X Очень обыкновенная семейная жить

Только через месяц после свадьбы, то есть после смерти и похорон Евграфа Александровича, молодой Обносков переехал от Кряжова и устроился своим домом. До сих пор его жена не чувствовала никакой перемены в своем положении. Только теперь она стала сознавать, что для нее началась новая жизнь. Мать Обноскова поселилась со своим сыном и рассталась как со своею квартирою на Выборгской стороне, так и со своими жильцами. С первых же дней после переезда на новую квартиру она принялась за хозяйство, за мелкие домашние распоряжения, за перебранку с прислугою и выказала явное намерение не выпускать из своих рук бразды домашнего правления.

— Вы уж, цветочек мой, Агриппина Аркадьевна, не заботьтесь о хозяйстве, — говорила она однажды за утренним чаем невестке. — Вам это дело новое. Хлопот с ним много. Возня с людишками только здоровье ваше испортит. Ведь у нас в Петербурге народ мошенник, выжига, у-у какой продувной!..

— Да я, Марья Ивановна, уже занималась хозяйством у отца, — заметила Груня. — Это совсем не так трудно…

— Из больших средств, не спорю, не трудно, не трудно… У вашего папеньки большие средства были, — заговорила частою дробью Марья Ивановна. — Вот у него и хозяйство совсем другое было, а здесь не то, совсем не то. Ваш папенька богач, а у моего сына средства-то маленькие, надо экономничать, по одежке протягивать ножки…

— Да, маменька права, — заметил Алексей Алексеевич. — Тебе незачем попусту хлопотать и возиться с прислугой и обедами.

— Да я и не настаиваю особенно на этом, но просто мне не хотелось бы без дела сидеть, — промолвила Груня.

— Ну, ангелочек мой, дома дела найдется, — утешала Марья Ивановна. — Без дела не останетесь…

— Делайте, как вам угодно, — ответила Груня и стала пить чай.

Все помолчали.

— Вот вы, кажется, и обиделись, — вдруг упрекнула Марья Ивановна.

— Чем же? Я и не думала обижаться, — изумилась Груня.

— Нет, уж я вижу, что вам не по сердцу мое желание!.. Что ж, я не навязываюсь. Вы хозяйка теперь в доме, вам и книги в руки. Была бы честь предложена, а от убытка бог избавил. Я ведь теперь здесь последняя спица в колеснице…

— Полноте, маменька, — недовольным тоном сказал Обносков. — Что тут за счеты, кто старше. Я не желал бы вообще, чтобы кто-нибудь считал себя здесь старшим, — строго заметил он и прибавил: — Хозяйничайте, распоряжайтесь и не обращайте ни на кого внимания, делая свое дело.

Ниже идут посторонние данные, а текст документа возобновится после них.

use axum::{
    Extension,
    extract::{Query, State},
    http::StatusCode,
    response::{IntoResponse, Response},
};
use chrono::Utc;

use crate::{
    AppState,
    backend::EventBackend,
    error::AppError,
    models::Session,
    utils::{degraded_to_api_response, error_codes, success_to_api_response},
};

use super::model::{
    EventView, FeedQuery, FeedResponse, MapPin, OptionsResponse, load_feed,
};

// 获取活动列表
pub async fn feed<B: EventBackend + 'static>(
    State(state): State<AppState<B>>,
    Extension(session): Extension<Session>,
    Query(query): Query<FeedQuery>,
) -> Result<Response, AppError> {
    let request = query.into_request(&state.pipeline)?;
    let loaded = load_feed(&*state.backend, &state.pipeline, &session, &request).await;

    let now = Utc::now();
    let events: Vec<EventView> = loaded
        .events
        .into_iter()
        .map(|e| EventView::new(e, request.location.as_ref(), now))
        .collect();
    let body = FeedResponse {
        total: events.len(),
        events,
        filter: request.filter,
        degraded: loaded.degraded,
    };

    // 全部分区失败时返回 503，由 log_errors 记录
    if loaded.error.is_some() {
        return Ok((
            StatusCode::SERVICE_UNAVAILABLE,
            degraded_to_api_response(
                error_codes::FEED_UNAVAILABLE,
                "活动加载失败，请稍后重试".to_string(),
                body,
            ),
        )
            .into_response());
    }

    Ok((StatusCode::OK, success_to_api_response(body)).into_response())
}

// 获取地图上的活动标记，仅包含有坐标的活动
pub async fn map<B: EventBackend + 'static>(
    State(state): State<AppState<B>>,
    Extension(session): Extension<Session>,
    Query(query): Query<FeedQuery>,
) -> Result<Response, AppError> {
    let request = query.into_request(&state.pipeline)?;
    let loaded = load_feed(&*state.backend, &state.pipeline, &session, &request).await;

    let pins: Vec<MapPin> = loaded
        .events
        .into_iter()
        .filter_map(MapPin::from_event)
        .collect();

    // 全部分区失败时返回 503，由 log_errors 记录
    if loaded.error.is_some() {
        return Ok((
            StatusCode::SERVICE_UNAVAILABLE,
            degraded_to_api_response(
                error_codes::FEED_UNAVAILABLE,
                "活动加载失败，请稍后重试".to_string(),
                pins,
            ),
        )
            .into_response());
    }

    Ok((StatusCode::OK, success_to_api_response(pins)).into_response())
}

// 获取可选的筛选项
pub async fn options<B: EventBackend + 'static>(State(state): State<AppState<B>>) -> impl IntoResponse {
    (
        StatusCode::OK,
        success_to_api_response(OptionsResponse::from(&*state.pipeline)),
    )
}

— Если ты хочешь, я готова, Леня, только, чтобы после претензий не было, что я худо распоряжаюсь или много трачу…

— Кто же это будет претендовать, уж не я ли? — спросила Груня, смущенная всею этою сценою. — Будьте уверены, что я не скажу ни слова, лишь бы Алексей был доволен…

— Алексей! Это вы кого же Алексеем-то величаете? — спросила едким тоном Марья Ивановна. — Уж не мужа ли? Ну, через месяц после свадьбы, кажется, рано бы его так называть. Можно бы и поласковее быть. Ведь это только холопов зовут Алексеями-то.

— Эх! — с досадой махнул рукой Алексей Алексеевич и нетерпеливо начал постукивать ногой.

— И меня-то вот вы все называете Марьей Ивановной да Марьей Ивановной, — не унималась старуха, — А ведь не грех бы и маменькой назвать. Ведь уж как вы там ни думайте, а я все-таки мать вашему мужу. Оно, может быть, по-вашему, по-новому, и не принято уважать старших — ну да ведь вам не с теми вертопрахами жить, которые старших-то в грош не ставят. Нет, голубчик мой, вы со старыми, с честными людьми живете.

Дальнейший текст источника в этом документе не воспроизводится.